- _Task item_
Below are the records; repeat them in full, exactly.
————
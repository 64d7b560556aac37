//! Groove Engine
//!
//! This crate provides the scheduling and scoring calculations behind a
//! workforce-management dashboard: expanding recurring shift templates into
//! concrete shifts, and blending weekly per-location performance metrics
//! into a single weighted Groove Score.

#![warn(missing_docs)]

pub mod access;
pub mod api;
pub mod calculation;
pub mod config;
pub mod error;
pub mod models;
————
- _Response_
repository 64d7b560556aac37
//! Groove Engine
//!
//! This crate provides the scheduling and scoring calculations behind a
//! workforce-management dashboard: expanding recurring shift templates into
//! concrete shifts, and blending weekly per-location performance metrics
//! into a single weighted Groove Score.

#![warn(missing_docs)]

pub mod access;
pub mod api;
pub mod calculation;
pub mod config;
pub mod error;
pub mod models;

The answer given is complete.